Start of Block

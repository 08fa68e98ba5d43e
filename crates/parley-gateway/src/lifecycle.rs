use std::sync::Arc;

use tokio::sync::mpsc;
use tokio_util::sync::CancellationToken;
use tracing::{debug, info, warn};

use parley_types::api::OnlineUser;
use parley_types::events::{Ack, AckOutcome, AckResult, ClientCommand, ClientFrame, ServerEvent};
use parley_types::models::{ConnectionId, Identity};

use crate::auth::IdentityVerifier;
use crate::config::GatewayConfig;
use crate::dispatcher::{ConnectionState, Dispatcher, Outbound, PushError};
use crate::error::{AuthError, GatewayError};
use crate::presence::PresenceRegistry;
use crate::rooms::RoomMembership;
use crate::router::MessageRouter;
use crate::store::DurableStore;

/// Transport-side half of a connection: the events to write to the socket
/// and the token that fires when the gateway wants the socket closed.
pub struct ConnectionHandle {
    pub id: ConnectionId,
    pub events: mpsc::Receiver<ServerEvent>,
    pub eviction: CancellationToken,
}

/// Drives each connection through `Connecting -> Authenticating -> Active ->
/// Closed` and wires presence, rooms and the router together.
#[derive(Clone)]
pub struct Gateway {
    inner: Arc<GatewayInner>,
}

struct GatewayInner {
    verifier: Arc<dyn IdentityVerifier>,
    dispatcher: Dispatcher,
    presence: PresenceRegistry,
    rooms: RoomMembership,
    router: MessageRouter,
    config: GatewayConfig,
}

impl Gateway {
    pub fn new(
        store: Arc<dyn DurableStore>,
        verifier: Arc<dyn IdentityVerifier>,
        config: GatewayConfig,
    ) -> Self {
        let dispatcher = Dispatcher::new();
        let presence = PresenceRegistry::new();
        let rooms = RoomMembership::new();
        let router = MessageRouter::new(
            store,
            presence.clone(),
            rooms.clone(),
            dispatcher.clone(),
            config.history_page_max,
        );

        Self {
            inner: Arc::new(GatewayInner {
                verifier,
                dispatcher,
                presence,
                rooms,
                router,
                config,
            }),
        }
    }

    pub fn config(&self) -> &GatewayConfig {
        &self.inner.config
    }

    pub fn router(&self) -> &MessageRouter {
        &self.inner.router
    }

    pub fn presence(&self) -> &PresenceRegistry {
        &self.inner.presence
    }

    pub fn rooms(&self) -> &RoomMembership {
        &self.inner.rooms
    }

    pub async fn online_users(&self) -> Vec<OnlineUser> {
        self.inner.presence.online_users().await
    }

    pub async fn state(&self, conn_id: ConnectionId) -> ConnectionState {
        self.inner
            .dispatcher
            .state(conn_id)
            .await
            .unwrap_or(ConnectionState::Closed)
    }

    /// A transport accepted a connection. Assigns a fresh id.
    pub async fn on_connect(&self) -> ConnectionHandle {
        let id = ConnectionId::new();
        let (outbound, events) = Outbound::channel(self.inner.config.outbound_capacity);
        let eviction = outbound.eviction();
        self.inner.dispatcher.insert(id, outbound).await;
        debug!("Connection {} accepted", id);

        ConnectionHandle {
            id,
            events,
            eviction,
        }
    }

    /// Verify the credential and activate the connection. On failure the
    /// connection is closed before any registry is touched.
    pub async fn on_credential(
        &self,
        conn_id: ConnectionId,
        credential: &str,
    ) -> Result<Identity, GatewayError> {
        let dispatcher = &self.inner.dispatcher;
        if !dispatcher
            .transition(conn_id, ConnectionState::Connecting, ConnectionState::Authenticating)
            .await
        {
            return Err(match dispatcher.state(conn_id).await {
                Some(ConnectionState::Active) => GatewayError::AlreadyAuthenticated,
                Some(ConnectionState::Authenticating) => {
                    GatewayError::InvalidIntent("authentication already in progress".into())
                }
                _ => GatewayError::ConnectionClosed,
            });
        }

        let verified = tokio::time::timeout(
            self.inner.config.handshake_timeout,
            self.inner.verifier.verify(credential),
        )
        .await
        .unwrap_or(Err(AuthError::Timeout));

        let identity = match verified {
            Ok(identity) => identity,
            Err(e) => {
                warn!("Connection {} failed to authenticate: {}", conn_id, e);
                dispatcher.close(conn_id).await;
                return Err(GatewayError::Auth(e));
            }
        };

        if !dispatcher.activate(conn_id, identity.clone()).await {
            debug!("Connection {} closed during authentication", conn_id);
            return Err(GatewayError::ConnectionClosed);
        }

        let presence = &self.inner.presence;
        let replaced = presence.register(&identity, conn_id).await;
        if let Some(old) = replaced {
            info!(
                "{} ({}) reconnected on {}, evicting {}",
                identity.username, identity.user_id, conn_id, old
            );
            dispatcher.evict(old).await;
        }

        // The connection may have closed between activation and registration;
        // its teardown then found nothing to unregister.
        if dispatcher.state(conn_id).await != Some(ConnectionState::Active) {
            if presence.unregister(identity.user_id, conn_id).await && replaced.is_some() {
                self.inner.router.announce_presence(&identity, false, None).await;
            }
            return Err(GatewayError::ConnectionClosed);
        }

        info!("{} ({}) connected on {}", identity.username, identity.user_id, conn_id);

        // One event however many users are online, so a fresh queue never
        // overflows on the snapshot.
        let online = presence
            .snapshot()
            .await
            .into_iter()
            .filter(|other| other.user_id != identity.user_id)
            .collect();
        let ready = ServerEvent::Ready {
            connection_id: conn_id,
            user_id: identity.user_id,
            username: identity.username.clone(),
            online,
        };
        if let Err(e) = dispatcher.send_to(conn_id, ready).await {
            debug!("Ready for {} not queued: {}", conn_id, e);
        }

        if replaced.is_none() {
            self.inner.router.announce_presence(&identity, true, Some(conn_id)).await;
        }
        Ok(identity)
    }

    /// Handle one client frame and build its acknowledgment. Exactly one
    /// `Ack` per frame, success or failure.
    pub async fn on_client_intent(&self, conn_id: ConnectionId, frame: ClientFrame) -> Ack {
        let request_id = frame.request_id;
        let intent = frame.command.name();
        let outcome = match self.dispatch(conn_id, frame.command).await {
            Ok(result) => AckOutcome::Ok { result },
            Err(e) => {
                debug!("{} on {} rejected: {}", intent, conn_id, e);
                AckOutcome::Error {
                    code: e.code(),
                    message: e.to_string(),
                }
            }
        };
        Ack {
            request_id,
            outcome,
        }
    }

    /// Queue an acknowledgment on the connection's own outbound queue, behind
    /// any events the intent produced for it.
    pub async fn reply(&self, conn_id: ConnectionId, ack: Ack) -> Result<(), PushError> {
        self.inner
            .dispatcher
            .send_to(conn_id, ServerEvent::Ack(ack))
            .await
    }

    async fn dispatch(
        &self,
        conn_id: ConnectionId,
        command: ClientCommand,
    ) -> Result<AckResult, GatewayError> {
        if let ClientCommand::Identify { token } = command {
            let identity = self.on_credential(conn_id, &token).await?;
            return Ok(AckResult::Authenticated {
                user_id: identity.user_id,
            });
        }

        let identity = self
            .inner
            .dispatcher
            .identity(conn_id)
            .await
            .ok_or(GatewayError::NotAuthenticated)?;
        let router = &self.inner.router;

        match command {
            ClientCommand::Identify { .. } => Err(GatewayError::AlreadyAuthenticated),

            ClientCommand::SendDirect {
                recipient_id,
                kind,
                content,
            } => {
                let message = router.send_direct(&identity, recipient_id, kind, content).await?;
                Ok(AckResult::MessageSent { message })
            }

            ClientCommand::SendGroup {
                conversation_id,
                kind,
                content,
            } => {
                let message = router
                    .send_group(conn_id, &identity, conversation_id, kind, content)
                    .await?;
                Ok(AckResult::MessageSent { message })
            }

            ClientCommand::JoinRoom { conversation_id } => {
                router.join_room(conn_id, &identity, conversation_id).await?;
                Ok(AckResult::Joined { conversation_id })
            }

            ClientCommand::LeaveRoom { conversation_id } => {
                router.leave_room(conn_id, &identity, conversation_id).await;
                Ok(AckResult::Left { conversation_id })
            }

            ClientCommand::MarkRead { message_id } => {
                let outcome = router.mark_read(&identity, message_id).await?;
                Ok(AckResult::Read {
                    message_id,
                    status: outcome.status,
                    newly_read: outcome.newly_read,
                })
            }

            ClientCommand::TypingStart { conversation_id } => {
                router.typing(conn_id, &identity, conversation_id, true).await?;
                Ok(AckResult::Typing {
                    conversation_id,
                    is_typing: true,
                })
            }

            ClientCommand::TypingStop { conversation_id } => {
                router.typing(conn_id, &identity, conversation_id, false).await?;
                Ok(AckResult::Typing {
                    conversation_id,
                    is_typing: false,
                })
            }
        }
    }

    /// Tear down a connection: drop its room memberships, then unregister its
    /// presence, then announce it offline if it was the live connection.
    /// Safe to call more than once.
    pub async fn on_disconnect(&self, conn_id: ConnectionId) {
        let Some(closed) = self.inner.dispatcher.close(conn_id).await else {
            return;
        };

        let identity = match (closed.previous, closed.identity) {
            (ConnectionState::Active, Some(identity)) => identity,
            (previous, _) => {
                debug!("Connection {} closed while {:?}", conn_id, previous);
                return;
            }
        };

        let rooms = self.inner.rooms.drop_connection(conn_id).await;

        if self.inner.presence.unregister(identity.user_id, conn_id).await {
            self.inner.router.announce_presence(&identity, false, None).await;
        } else {
            debug!(
                "Stale disconnect of {} for {} ignored",
                conn_id, identity.user_id
            );
        }

        self.inner.router.rooms_abandoned(&identity, &rooms).await;

        info!(
            "{} ({}) disconnected from {}",
            identity.username, identity.user_id, conn_id
        );
    }
}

End of Block

Instructions for the task
Search the records for the word "eviction". Copy every line that has it.

Expected output
    pub eviction: CancellationToken,
        let eviction = outbound.eviction();
            eviction,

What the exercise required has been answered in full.